_WORK TO COMPLETE_.
Across the data below, state how many lines hold "derive", and reply with nothing but that number.

START INPUT DATA

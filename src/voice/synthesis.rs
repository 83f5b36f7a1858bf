//! Speech synthesis adapter: provider audio into a playable artifact

use std::sync::Arc;

use super::{AudioArtifact, AudioFormat, Synthesizer};
use crate::Result;

/// Renders reply text into an [`AudioArtifact`]
///
/// Blocks until the provider has returned the whole clip.
#[derive(Clone)]
pub struct SpeechSynthesisAdapter {
    provider: Arc<dyn Synthesizer>,
}

impl SpeechSynthesisAdapter {
    #[must_use]
    pub fn new(provider: Arc<dyn Synthesizer>) -> Self {
        Self { provider }
    }

    /// Voice used by the provider
    #[must_use]
    pub fn voice(&self) -> &str {
        self.provider.voice()
    }

    /// Synthesize `text` into a temporary audio file
    ///
    /// # Errors
    ///
    /// Returns error if the provider fails or the file cannot be written
    pub async fn synthesize(&self, text: &str) -> Result<AudioArtifact> {
        let audio = self.provider.synthesize(text).await?;
        let format = AudioFormat::sniff(&audio).unwrap_or(AudioFormat::Mp3);

        let artifact = AudioArtifact::store(&audio, format)?;
        tracing::debug!(
            bytes = audio.len(),
            %format,
            path = %artifact.path().display(),
            "speech artifact written"
        );

        Ok(artifact)
    }
}
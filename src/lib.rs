//! voxchat - voice-enabled chat front-end for local language models
//!
//! Text or speech goes in, a reply from the chat backend (Ollama by
//! default) comes out as text and synthesized audio.
//!
//! # Architecture
//!
//! ```text
//! ┌─────────────────────────────────────────────────────┐
//! │                      Shells                          │
//! │        HTTP API + web UI    │    terminal chat       │
//! └────────────────────┬────────────────────────────────┘
//!                      │ submit_text / submit_audio
//! ┌────────────────────▼────────────────────────────────┐
//! │                  Orchestrator                        │
//! │   Conversation history  │  context  │  rollback     │
//! └────────┬──────────────────┬──────────────────┬──────┘
//!          │                  │                  │
//! ┌────────▼───────┐ ┌────────▼───────┐ ┌────────▼───────┐
//! │  Transcription │ │      Chat      │ │   Synthesis    │
//! │ Whisper/Deepgr.│ │ Ollama/OpenAI  │ │OpenAI/ElevenLab│
//! └────────────────┘ └────────────────┘ └────────────────┘
//! ```

pub mod api;
pub mod chat;
pub mod config;
pub mod conversation;
pub mod error;
pub mod session;
pub mod shell;
pub mod voice;

pub use chat::{ChatClient, ChatCompleter};
pub use config::Config;
pub use conversation::{Conversation, Message, Orchestrator, Role, TurnOutcome};
pub use error::{Error, Result};
pub use session::SessionStore;
pub use shell::ChatShell;
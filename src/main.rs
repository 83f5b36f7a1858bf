use std::path::PathBuf;
use std::process::ExitCode;
use std::sync::Arc;
use std::time::Duration;

use clap::{Parser, Subcommand};
use tracing_subscriber::EnvFilter;

use voxchat::api::ApiServerBuilder;
use voxchat::voice::{
    AudioCapture, AudioPlayback, Pcm, SpeechSynthesisAdapter, SpeechToText, TextToSpeech,
    TranscriptionAdapter,
};
use voxchat::{ChatShell, Config, Orchestrator};

/// voxchat - talk to a local language model by text or voice
#[derive(Parser)]
#[command(name = "voxchat", version, about)]
struct Cli {
    /// Configuration file (defaults to ~/.config/voxchat/config.toml)
    #[arg(short, long, env = "VOXCHAT_CONFIG")]
    config: Option<PathBuf>,

    /// Port to listen on (overrides config)
    #[arg(long, env = "VOXCHAT_PORT")]
    port: Option<u16>,

    /// Increase verbosity (-v, -vv, -vvv)
    #[arg(short, long, action = clap::ArgAction::Count)]
    verbose: u8,

    /// Disable speech recognition and synthesis
    #[arg(long, env = "VOXCHAT_DISABLE_VOICE")]
    disable_voice: bool,

    #[command(subcommand)]
    command: Option<Command>,
}

#[derive(Subcommand)]
#[allow(clippy::enum_variant_names)]
enum Command {
    /// Run the HTTP API (default)
    Serve {
        /// Directory with a web UI to serve
        #[arg(long)]
        static_dir: Option<PathBuf>,
    },
    /// Chat in the terminal
    Chat {
        /// Play replies through the speakers
        #[arg(long)]
        speak: bool,
        /// Seconds to record when an empty line is entered
        #[arg(long, default_value = "5")]
        record_secs: u64,
    },
    /// Test microphone input
    TestMic {
        /// Duration in seconds
        #[arg(short, long, default_value = "5")]
        duration: u64,
    },
    /// Test speaker output
    TestSpeaker,
    /// Test TTS output
    TestTts {
        /// Text to speak
        #[arg(default_value = "Hello! This is a test of the text to speech system.")]
        text: String,
    },
    /// Transcribe an audio file
    TestStt {
        /// Audio file (WAV, MP3, Ogg, WebM or FLAC)
        file: PathBuf,
    },
}

#[tokio::main]
async fn main() -> ExitCode {
    let cli = Cli::parse();

    let filter = match cli.verbose {
        0 => "info,voxchat=info",
        1 => "info,voxchat=debug",
        2 => "debug",
        _ => "trace",
    };

    tracing_subscriber::fmt()
        .with_env_filter(EnvFilter::try_from_default_env().unwrap_or_else(|_| EnvFilter::new(filter)))
        .init();

    match run(cli).await {
        Ok(()) => ExitCode::SUCCESS,
        Err(e) => {
            tracing::error!("fatal: {e:#}");
            ExitCode::FAILURE
        }
    }
}

async fn run(cli: Cli) -> anyhow::Result<()> {
    let config_path = cli.config.as_deref();

    match cli.command {
        Some(Command::TestMic { duration }) => return test_mic(duration).await,
        Some(Command::TestSpeaker) => return test_speaker().await,
        Some(Command::TestTts { text }) => {
            let config = Config::load(config_path, false)?;
            return test_tts(&config, &text).await;
        }
        Some(Command::TestStt { file }) => {
            let config = Config::load(config_path, false)?;
            return test_stt(&config, &file).await;
        }
        Some(Command::Chat { speak, record_secs }) => {
            let config = Config::load(config_path, cli.disable_voice)?;
            tracing::debug!(?config, "loaded configuration");

            let orchestrator = Orchestrator::from_config(&config)?;
            ChatShell::new(orchestrator)
                .speak(speak)
                .record_for(Duration::from_secs(record_secs))
                .run()
                .await?;
            return Ok(());
        }
        Some(Command::Serve { static_dir }) => {
            return serve(cli.port, config_path, cli.disable_voice, static_dir).await;
        }
        None => {}
    }

    serve(cli.port, config_path, cli.disable_voice, None).await
}

async fn serve(
    port: Option<u16>,
    config_path: Option<&std::path::Path>,
    disable_voice: bool,
    static_dir: Option<PathBuf>,
) -> anyhow::Result<()> {
    let config = Config::load(config_path, disable_voice)?;
    tracing::debug!(?config, "loaded configuration");

    let port = port.unwrap_or(config.server.port);
    let static_dir = static_dir.or_else(|| config.server.static_dir.clone());

    tracing::info!(
        host = %config.server.host,
        port,
        model = %config.chat.model,
        voice = config.voice.enabled,
        "starting voxchat"
    );

    let orchestrator = Orchestrator::from_config(&config)?;

    ApiServerBuilder::new(orchestrator)
        .host(config.server.host.clone())
        .port(port)
        .static_dir(static_dir)
        .build()
        .run()
        .await?;

    Ok(())
}

/// Test microphone input
async fn test_mic(duration: u64) -> anyhow::Result<()> {
    println!("Testing microphone for {duration} seconds...");
    println!("Speak into your microphone!\n");

    let levels = tokio::task::spawn_blocking(move || -> voxchat::Result<Vec<(f32, f32)>> {
        let mut capture = AudioCapture::new()?;
        capture.start()?;

        let mut levels = Vec::new();
        for _ in 0..duration {
            std::thread::sleep(Duration::from_secs(1));
            let samples = capture.take_buffer();
            let peak = samples.iter().map(|s| s.abs()).fold(0.0f32, f32::max);
            levels.push((calculate_rms(&samples), peak));
        }

        capture.stop();
        Ok(levels)
    })
    .await??;

    println!("Sample rate: {} Hz", voxchat::voice::SAMPLE_RATE);
    println!("---");
    for (i, (energy, peak)) in levels.into_iter().enumerate() {
        #[allow(clippy::cast_possible_truncation, clippy::cast_sign_loss)]
        let meter_len = (energy * 100.0).min(50.0) as usize;
        let meter: String = "#".repeat(meter_len) + &" ".repeat(50 - meter_len);

        println!("[{:2}s] RMS: {energy:.4} | Peak: {peak:.4} | [{meter}]", i + 1);
    }

    println!("\n---");
    println!("If RMS moved, your mic is working!");
    println!("If RMS stayed near 0, check:");
    println!("  1. Is your mic plugged in?");
    println!("  2. Run: pactl info | grep 'Default Source'");
    println!("  3. Run: arecord -l (to list devices)");

    Ok(())
}

#[allow(clippy::cast_precision_loss)]
fn calculate_rms(samples: &[f32]) -> f32 {
    if samples.is_empty() {
        return 0.0;
    }
    let sum_squares: f32 = samples.iter().map(|s| s * s).sum();
    (sum_squares / samples.len() as f32).sqrt()
}

/// Test speaker output with a sine wave
async fn test_speaker() -> anyhow::Result<()> {
    println!("Testing speaker output...");
    println!("You should hear a 440Hz tone for 2 seconds\n");

    let sample_rate = 24000_u32;
    let frequency = 440.0_f32;

    #[allow(clippy::cast_precision_loss)]
    let samples: Vec<f32> = (0..sample_rate * 2)
        .map(|i| {
            let t = i as f32 / sample_rate as f32;
            (2.0 * std::f32::consts::PI * frequency * t).sin() * 0.3
        })
        .collect();

    println!("Playing {} samples at {sample_rate} Hz...", samples.len());

    let pcm = Pcm {
        samples,
        sample_rate,
    };
    tokio::task::spawn_blocking(move || AudioPlayback::new()?.play_pcm(&pcm)).await??;

    println!("\n---");
    println!("If you heard the tone, your speakers are working!");
    println!("If you didn't hear anything, check:");
    println!("  1. Run: pactl info | grep 'Default Sink'");
    println!("  2. Run: pactl list sinks short");

    Ok(())
}

/// Synthesize and play a sentence
async fn test_tts(config: &Config, text: &str) -> anyhow::Result<()> {
    println!("Testing TTS with text: \"{text}\"\n");

    let synthesis = SpeechSynthesisAdapter::new(Arc::new(TextToSpeech::from_config(&config.tts)?));

    println!("Synthesizing speech with voice {}...", synthesis.voice());
    let artifact = synthesis.synthesize(text).await?;
    println!(
        "Got {} audio at {}",
        artifact.format(),
        artifact.path().display()
    );

    println!("Playing audio...");
    let played = tokio::task::spawn_blocking(move || {
        artifact.play_with(|bytes, format| AudioPlayback::new()?.play(bytes, format))
    })
    .await?;

    if let Some(cleanup) = played.cleanup {
        println!("warning: {cleanup}");
    }
    played.outcome?;

    println!("\n---");
    println!("If you heard the speech, TTS is working!");

    Ok(())
}

/// Transcribe a file through the configured recognizer
async fn test_stt(config: &Config, file: &std::path::Path) -> anyhow::Result<()> {
    let clip = tokio::fs::read(file).await?;
    println!("Transcribing {} ({} bytes)...\n", file.display(), clip.len());

    let transcription = TranscriptionAdapter::new(Arc::new(SpeechToText::from_config(&config.stt)?))
        .with_silence_threshold(config.stt.silence_threshold);

    let result = transcription.transcribe(&clip).await;
    if let Some(cleanup) = result.cleanup {
        println!("warning: {cleanup}");
    }

    match result.text {
        Ok(text) => println!("Transcript: {text}"),
        Err(e) => println!("Not recognized ({}): {e}", e.code()),
    }

    Ok(())
}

END INPUT DATA

_FINISHED EXERCISE_.
3